Wacana Libur Sekolah Sebulan Selama Ramadan Tuai Pro dan Kontra

tema-kegiatan-ramadhan-313668468

Ilustrasi sekolah di bulan ramadhan. (f: goraedu.com)

JAKARTA (marwahkepri.com) – Wacana penerapan libur sekolah selama sebulan pada bulan Ramadan menuai berbagai tanggapan dari masyarakat, lembaga pendidikan, dan pemerintah. Menteri Agama Nasaruddin Umar menyampaikan bahwa pondok pesantren sudah menerapkan libur selama Ramadan, namun untuk sekolah-sekolah negeri dan swasta masih dalam tahap wacana. Dia menekankan bahwa fokus utama Ramadan adalah kualitas ibadah, bukan hanya soal libur sekolah.

“Yang terpenting selama Ramadan adalah kualitas ibadahnya. Bagi saya, itu yang paling penting. Ramadan adalah waktu untuk konsentrasi bagi umat Islam,” ujar Nasaruddin. Ia berharap Ramadan kali ini bisa menjadi kesempatan bagi anak-anak untuk lebih mengamalkan ajaran Islam, seperti mengaji, menghafal Al-Qur’an, serta memperkuat hubungan dengan keluarga.

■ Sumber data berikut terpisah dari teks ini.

use once_cell::sync::Lazy;
use regex::{Captures, Regex};

use super::{ArticleHeader, SerializationError};
use crate::convert::Converter;
use crate::fragment::ContentFragment;

/// Stands in for non-breaking spaces while html2md runs; it folds them into plain spaces.
const NBSP_MARKER: &str = "\u{E000}\u{E001}";

static RE_NBSP_ENTITY_RUN: Lazy<Regex> = Lazy::new(|| Regex::new("(?:&nbsp;|\u{a0})+").unwrap());
static RE_NBSP_RUN: Lazy<Regex> =
    Lazy::new(|| Regex::new("(?:\u{a0}|\u{E000}\u{E001})+").unwrap());
static RE_HTTP_TARGET: Lazy<Regex> = Lazy::new(|| Regex::new(r"\]\(http([^)]*)\)").unwrap());

/// Renders the article as Markdown. Output depends only on the inputs.
pub fn render_markdown(
    header: &ArticleHeader,
    fragment: &ContentFragment,
    converter: &dyn Converter,
) -> Result<String, SerializationError> {
    let html = RE_NBSP_ENTITY_RUN.replace_all(fragment.as_html(), NBSP_MARKER);
    let converted = converter.to_markdown(&html)?;
    let body = converted
        .lines()
        .filter(|line| !line.trim().is_empty())
        .map(|line| format!("{line}\n"))
        .collect::<Vec<_>>()
        .join("\n");

    let mut markdown = format!("# {}\n\n", header.title);
    if let Some(time) = header.formatted_time() {
        markdown.push_str(&format!("发布时间: {time}\n\n"));
    }
    markdown.push_str(&format!("原文链接: {}\n\n", header.source_url));
    markdown.push_str(&body);

    let markdown = RE_NBSP_RUN.replace_all(&markdown, "\n");
    Ok(repair_link_targets(&markdown))
}

/// Percent-encodes spaces inside `](http...)` link targets.
pub fn repair_link_targets(markdown: &str) -> String {
    RE_HTTP_TARGET
        .replace_all(markdown, |caps: &Captures<'_>| {
            format!("](http{})", caps[1].replace(' ', "%20"))
        })
        .into_owned()
}
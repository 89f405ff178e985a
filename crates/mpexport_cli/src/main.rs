mod cli;
mod commands;
mod config;
mod persistence;
mod progress;

use anyhow::Result;
use clap::Parser;
use log::LevelFilter;
use mpexport_logging::{mp_info, mp_warn, LogDestination};
use tokio_util::sync::CancellationToken;

use crate::cli::Cli;

#[tokio::main]
async fn main() -> Result<()> {
    let cli = Cli::parse();
    mpexport_logging::initialize(
        log_destination(cli.global.log_file.clone()),
        level_for(cli.global.verbose),
    );

    let settings = config::load_settings(&cli.global)?;
    mp_info!(
        "Output to {:?} as {:?}",
        settings.output_dir,
        settings.format
    );

    let cancel = CancellationToken::new();
    let on_ctrl_c = cancel.clone();
    tokio::spawn(async move {
        if tokio::signal::ctrl_c().await.is_ok() {
            mp_warn!("Interrupted; finishing the current article");
            on_ctrl_c.cancel();
        }
    });

    commands::run(cli.command, &settings, cancel).await
}

fn log_destination(log_file: Option<std::path::PathBuf>) -> LogDestination {
    match log_file {
        Some(path) => LogDestination::Both(path),
        None => LogDestination::Terminal,
    }
}

fn level_for(verbose: u8) -> LevelFilter {
    match verbose {
        0 => LevelFilter::Info,
        1 => LevelFilter::Debug,
        _ => LevelFilter::Trace,
    }
}
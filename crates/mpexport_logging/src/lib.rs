#![deny(missing_docs)]
//! Shared logging utilities for the mpexport workspace.
//!
//! This crate provides the `mp_*` logging macros used across the codebase,
//! the logger setup used by the `mpexport` binary and a minimal test
//! initializer for the global logger.

use std::fs::File;
use std::path::{Path, PathBuf};

use log::LevelFilter;
use simplelog::{
    ColorChoice, CombinedLogger, Config, ConfigBuilder, SharedLogger, TermLogger, TerminalMode,
    WriteLogger,
};

/// Logs a trace-level message using the global logging facade.
#[macro_export]
macro_rules! mp_trace {
    ($($arg:tt)*) => {{
        log::trace!($($arg)*);
    }};
}

/// Logs a debug-level message using the global logging facade.
#[macro_export]
macro_rules! mp_debug {
    ($($arg:tt)*) => {{
        log::debug!($($arg)*);
    }};
}

/// Logs an info-level message using the global logging facade.
#[macro_export]
macro_rules! mp_info {
    ($($arg:tt)*) => {{
        log::info!($($arg)*);
    }};
}

/// Logs a warn-level message using the global logging facade.
#[macro_export]
macro_rules! mp_warn {
    ($($arg:tt)*) => {{
        log::warn!($($arg)*);
    }};
}

/// Logs an error-level message using the global logging facade.
#[macro_export]
macro_rules! mp_error {
    ($($arg:tt)*) => {{
        log::error!($($arg)*);
    }};
}

/// Destination for log output.
#[derive(Debug, Clone, PartialEq, Eq)]
pub enum LogDestination {
    /// Write to stderr/stdout.
    Terminal,
    /// Write to the given file, truncating it.
    File(PathBuf),
    /// Write to both the terminal and the given file.
    Both(PathBuf),
}

/// Initialize the global logger.
///
/// File destinations that cannot be created are reported on stderr and
/// skipped; the call never fails. A second call is a no-op.
pub fn initialize(destination: LogDestination, level: LevelFilter) {
    let config = build_config();

    let loggers: Vec<Box<dyn SharedLogger>> = match destination {
        LogDestination::Terminal => vec![terminal_logger(level, config)],
        LogDestination::File(path) => match create_file_logger(&path, level, config) {
            Some(file_logger) => vec![file_logger],
            None => return,
        },
        LogDestination::Both(path) => {
            let mut loggers = vec![terminal_logger(level, config.clone())];
            if let Some(file_logger) = create_file_logger(&path, level, config) {
                loggers.push(file_logger);
            }
            loggers
        }
    };

    let _ = CombinedLogger::init(loggers);
}

/// Initializes a simple terminal logger for use in unit tests.
///
/// This safely no-ops if another logger has already been initialized.
pub fn initialize_for_tests() {
    // Use debug level in debug builds, info in release builds.
    let level = if cfg!(debug_assertions) {
        LevelFilter::Debug
    } else {
        LevelFilter::Info
    };

    // Ignore the error if a logger was already set by another test.
    let _ = CombinedLogger::init(vec![TermLogger::new(
        level,
        Config::default(),
        TerminalMode::Mixed,
        ColorChoice::Auto,
    )]);
}

fn build_config() -> Config {
    ConfigBuilder::new()
        .set_time_format_rfc3339()
        .set_target_level(LevelFilter::Error)
        .build()
}

fn terminal_logger(level: LevelFilter, config: Config) -> Box<dyn SharedLogger> {
    TermLogger::new(level, config, TerminalMode::Mixed, ColorChoice::Auto) as Box<dyn SharedLogger>
}

fn create_file_logger(
    path: &Path,
    level: LevelFilter,
    config: Config,
) -> Option<Box<dyn SharedLogger>> {
    match File::create(path) {
        Ok(file) => Some(WriteLogger::new(level, config, file) as Box<dyn SharedLogger>),
        Err(err) => {
            eprintln!("Warning: Could not create log file at {:?}: {}", path, err);
            None
        }
    }
}
use std::path::Path;
use std::sync::Arc;

use mpexport_logging::{mp_debug, mp_info};

use crate::convert::{Converter, Html2MdConverter};
use crate::extract::{ExtractionError, Extractor, WeChatExtractor, UNTITLED_PLACEHOLDER};
use crate::fetch::{fetch_page_with_retry, HttpClient, RetryPolicy};
use crate::filename::article_filename;
use crate::filter::{ContentFilter, FilterConfig};
use crate::images::{ImageDownloadError, ImageLocalizer, ImageOutcome};
use crate::persist::{AtomicFileWriter, PersistError};
use crate::render::{render_html, render_markdown, ArticleHeader, SerializationError};
use crate::title::clean_title;
use crate::{
    ArticleSource, EngineEvent, ExportFormat, ExportResult, FetchError, ProgressSink, Stage,
};

#[derive(Debug, thiserror::Error)]
#[error("export failed while {stage}: {cause}")]
pub struct ExportError {
    pub stage: Stage,
    #[source]
    pub cause: ExportCause,
}

#[derive(Debug, thiserror::Error)]
pub enum ExportCause {
    #[error(transparent)]
    Fetch(#[from] FetchError),
    #[error(transparent)]
    Extraction(#[from] ExtractionError),
    #[error(transparent)]
    Serialization(#[from] SerializationError),
    #[error(transparent)]
    Persist(#[from] PersistError),
}

fn at_stage<E: Into<ExportCause>>(stage: Stage) -> impl FnOnce(E) -> ExportError {
    move |err| ExportError {
        stage,
        cause: err.into(),
    }
}

/// Runs one article through fetch, extract, localize, serialize, filter and write.
pub struct ArticleExporter {
    client: Arc<dyn HttpClient>,
    extractor: Box<dyn Extractor>,
    converter: Box<dyn Converter>,
    retry: RetryPolicy,
    filter: FilterConfig,
}

impl ArticleExporter {
    pub fn new(client: Arc<dyn HttpClient>, filter: FilterConfig) -> Self {
        Self {
            client,
            extractor: Box::new(WeChatExtractor::with_placeholder_title(UNTITLED_PLACEHOLDER)),
            converter: Box::new(Html2MdConverter),
            retry: RetryPolicy::default(),
            filter,
        }
    }

    pub fn with_retry_policy(mut self, retry: RetryPolicy) -> Self {
        self.retry = retry;
        self
    }

    pub fn with_extractor(mut self, extractor: Box<dyn Extractor>) -> Self {
        self.extractor = extractor;
        self
    }

    pub fn client(&self) -> &Arc<dyn HttpClient> {
        &self.client
    }

    pub async fn export(
        &self,
        source: &ArticleSource,
        output_dir: &Path,
        format: ExportFormat,
        sink: &dyn ProgressSink,
    ) -> Result<ExportResult, ExportError> {
        match self.run(source, output_dir, format, sink).await {
            Ok(result) => {
                mp_info!("exported {} to {}", source.url, result.filepath.display());
                sink.emit(EngineEvent::ArticleExported {
                    url: source.url.clone(),
                    filepath: result.filepath.clone(),
                });
                Ok(result)
            }
            Err(err) => {
                sink.emit(EngineEvent::ArticleFailed {
                    url: source.url.clone(),
                    stage: err.stage,
                    message: err.cause.to_string(),
                });
                Err(err)
            }
        }
    }

    async fn run(
        &self,
        source: &ArticleSource,
        output_dir: &Path,
        format: ExportFormat,
        sink: &dyn ProgressSink,
    ) -> Result<ExportResult, ExportError> {
        let stage = |stage: Stage| {
            sink.emit(EngineEvent::Stage {
                url: source.url.clone(),
                stage,
            })
        };

        stage(Stage::Fetching);
        let page = fetch_page_with_retry(self.client.as_ref(), &source.url, &self.retry, sink)
            .await
            .map_err(at_stage(Stage::Fetching))?;

        stage(Stage::Extracting);
        let article = self
            .extractor
            .extract(&page.html, &source.url)
            .map_err(at_stage(Stage::Extracting))?;
        if !article.content.has_content() {
            return Err(at_stage(Stage::Extracting)(ExtractionError::EmptyContent));
        }

        let raw_title = source.title.as_deref().unwrap_or(&article.title);
        let mut title = clean_title(raw_title);
        if title.is_empty() {
            title = UNTITLED_PLACEHOLDER.to_string();
        }
        let header = ArticleHeader {
            title,
            publish_time: source.publish_time.clone().or(article.publish_time),
            source_url: source.url.clone(),
        };

        stage(Stage::LocalizingImages);
        let localized = ImageLocalizer::new(self.client.as_ref(), &self.filter.image_hashes)
            .localize(&article.content, output_dir)
            .await
            .map_err(at_stage(Stage::LocalizingImages))?;
        for outcome in &localized.images {
            if let Some(event) = skipped_image_event(outcome) {
                sink.emit(event);
            }
        }
        mp_debug!(
            "{}: {} of {} images localized",
            source.url,
            localized.localized_count(),
            localized.images.len()
        );

        stage(Stage::Serializing);
        let content = match format {
            ExportFormat::Markdown => {
                let markdown =
                    render_markdown(&header, &localized.fragment, self.converter.as_ref())
                        .map_err(at_stage(Stage::Serializing))?;
                stage(Stage::Filtering);
                ContentFilter::new(&self.filter).apply(&markdown)
            }
            ExportFormat::Html => render_html(&header, &localized.fragment),
        };

        stage(Stage::Writing);
        let filename = article_filename(&header.title, format);
        let filepath = AtomicFileWriter::new(output_dir.to_path_buf())
            .write(&filename, &content)
            .map_err(at_stage(Stage::Writing))?;

        stage(Stage::Done);
        Ok(ExportResult { filepath, format })
    }
}

fn skipped_image_event(outcome: &ImageOutcome) -> Option<EngineEvent> {
    match outcome {
        ImageOutcome::Blocked { url, content_hash } => Some(EngineEvent::ImageSkipped {
            source: url.clone(),
            reason: format!("blocked hash {content_hash}"),
        }),
        ImageOutcome::Failed(err) => {
            let source = match err {
                ImageDownloadError::Fetch { url, .. } => url.clone(),
                ImageDownloadError::Store { path, .. } => path.display().to_string(),
            };
            Some(EngineEvent::ImageSkipped {
                source,
                reason: err.to_string(),
            })
        }
        ImageOutcome::Localized { .. } | ImageOutcome::MissingSource => None,
    }
}
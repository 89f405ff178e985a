use std::panic::{catch_unwind, AssertUnwindSafe};

use crate::render::SerializationError;

pub trait Converter: Send + Sync {
    fn to_markdown(&self, html: &str) -> Result<String, SerializationError>;
}

#[derive(Debug, Default, Clone, Copy)]
pub struct Html2MdConverter;

impl Converter for Html2MdConverter {
    fn to_markdown(&self, html: &str) -> Result<String, SerializationError> {
        // html2md panics on some malformed tables.
        catch_unwind(AssertUnwindSafe(|| html2md::parse_html(html)))
            .map_err(|_| SerializationError::Converter("html2md panicked".to_string()))
    }
}
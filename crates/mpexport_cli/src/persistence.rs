use std::fs;
use std::path::{Path, PathBuf};

use mpexport_engine::{ensure_output_dir, AtomicFileWriter};
use mpexport_logging::{mp_error, mp_info, mp_warn};
use serde::{Deserialize, Serialize};

pub(crate) const STATE_FILENAME: &str = ".mpexport_state.ron";

#[derive(Debug, Clone, Default, Serialize, Deserialize)]
struct PersistedState {
    completed_urls: Vec<String>,
}

/// Article URLs a previous run recorded as exported. Unreadable state counts as empty.
pub(crate) fn load_completed_urls(output_dir: &Path) -> Vec<String> {
    let path = output_dir.join(STATE_FILENAME);
    let content = match fs::read_to_string(&path) {
        Ok(text) => text,
        Err(err) if err.kind() == std::io::ErrorKind::NotFound => {
            return Vec::new();
        }
        Err(err) => {
            mp_warn!("Failed to read resume state from {:?}: {}", path, err);
            return Vec::new();
        }
    };

    let state: PersistedState = match ron::from_str(&content) {
        Ok(state) => state,
        Err(err) => {
            mp_warn!("Failed to parse resume state from {:?}: {}", path, err);
            return Vec::new();
        }
    };

    mp_info!(
        "Loaded {} exported articles from {:?}",
        state.completed_urls.len(),
        path
    );
    state.completed_urls
}

/// Adds `completed` to the URLs already recorded in `output_dir`.
pub(crate) fn save_completed_urls(output_dir: &Path, completed: &[String]) {
    if let Err(err) = ensure_output_dir(output_dir) {
        mp_error!("Failed to ensure output dir {:?}: {}", output_dir, err);
        return;
    }

    let mut completed_urls = load_completed_urls(output_dir);
    completed_urls.extend_from_slice(completed);
    completed_urls.sort();
    completed_urls.dedup();
    let state = PersistedState { completed_urls };

    let content = match ron::ser::to_string_pretty(&state, ron::ser::PrettyConfig::new()) {
        Ok(text) => text,
        Err(err) => {
            mp_error!("Failed to serialize resume state: {}", err);
            return;
        }
    };

    let writer = AtomicFileWriter::new(PathBuf::from(output_dir));
    if let Err(err) = writer.write(STATE_FILENAME, &content) {
        mp_error!("Failed to write resume state to {:?}: {}", output_dir, err);
    }
}
use crate::ExportFormat;

const MAX_STEM_CHARS: usize = 80;

/// Windows-safe output filename: `{sanitized_title}.{md|html}`.
pub fn article_filename(title: &str, format: ExportFormat) -> String {
    format!("{}.{}", sanitize_stem(title), format.extension())
}

/// Replaces characters that are illegal in file names and caps the length.
pub fn sanitize_stem(input: &str) -> String {
    let cleaned: String = input
        .chars()
        .map(|c| if is_forbidden(c) { '_' } else { c })
        .take(MAX_STEM_CHARS)
        .collect();
    let mut stem = cleaned.trim_end_matches(['.', ' ']).trim_start().to_string();
    if stem.is_empty() {
        stem = "untitled".to_string();
    }
    if is_reserved_windows_name(&stem) {
        stem.push('_');
    }
    stem
}

fn is_forbidden(c: char) -> bool {
    matches!(c, '\\' | '/' | ':' | '*' | '?' | '"' | '<' | '>' | '|') || c.is_control()
}

fn is_reserved_windows_name(name: &str) -> bool {
    const RESERVED: &[&str] = &[
        "CON", "PRN", "AUX", "NUL", "COM1", "COM2", "COM3", "COM4", "COM5", "COM6", "COM7", "COM8",
        "COM9", "LPT1", "LPT2", "LPT3", "LPT4", "LPT5", "LPT6", "LPT7", "LPT8", "LPT9",
    ];
    let base = name.split('.').next().unwrap_or(name);
    RESERVED.iter().any(|r| r.eq_ignore_ascii_case(base))
}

Namun, wacana ini menuai berbagai pendapat. Anggota Komisi VIII DPR, Selly Andriyani Gantina, meminta agar kebijakan ini dikaji secara matang untuk memastikan tidak mengurangi kualitas pendidikan. Ia mengusulkan agar selama libur Ramadan, kegiatan produktif seperti pesantren kilat atau bimbingan keagamaan diadakan untuk menggantikan jam pelajaran yang hilang.

“Saya mendukung kebijakan ini jika diterapkan dengan perencanaan yang matang, melibatkan dialog antara pemerintah, lembaga pendidikan, dan masyarakat, serta memastikan tidak ada pihak yang dirugikan. Kita harus memastikan semangat Ramadan bisa berjalan seiring dengan kualitas pendidikan yang tetap terjaga,” kata Selly.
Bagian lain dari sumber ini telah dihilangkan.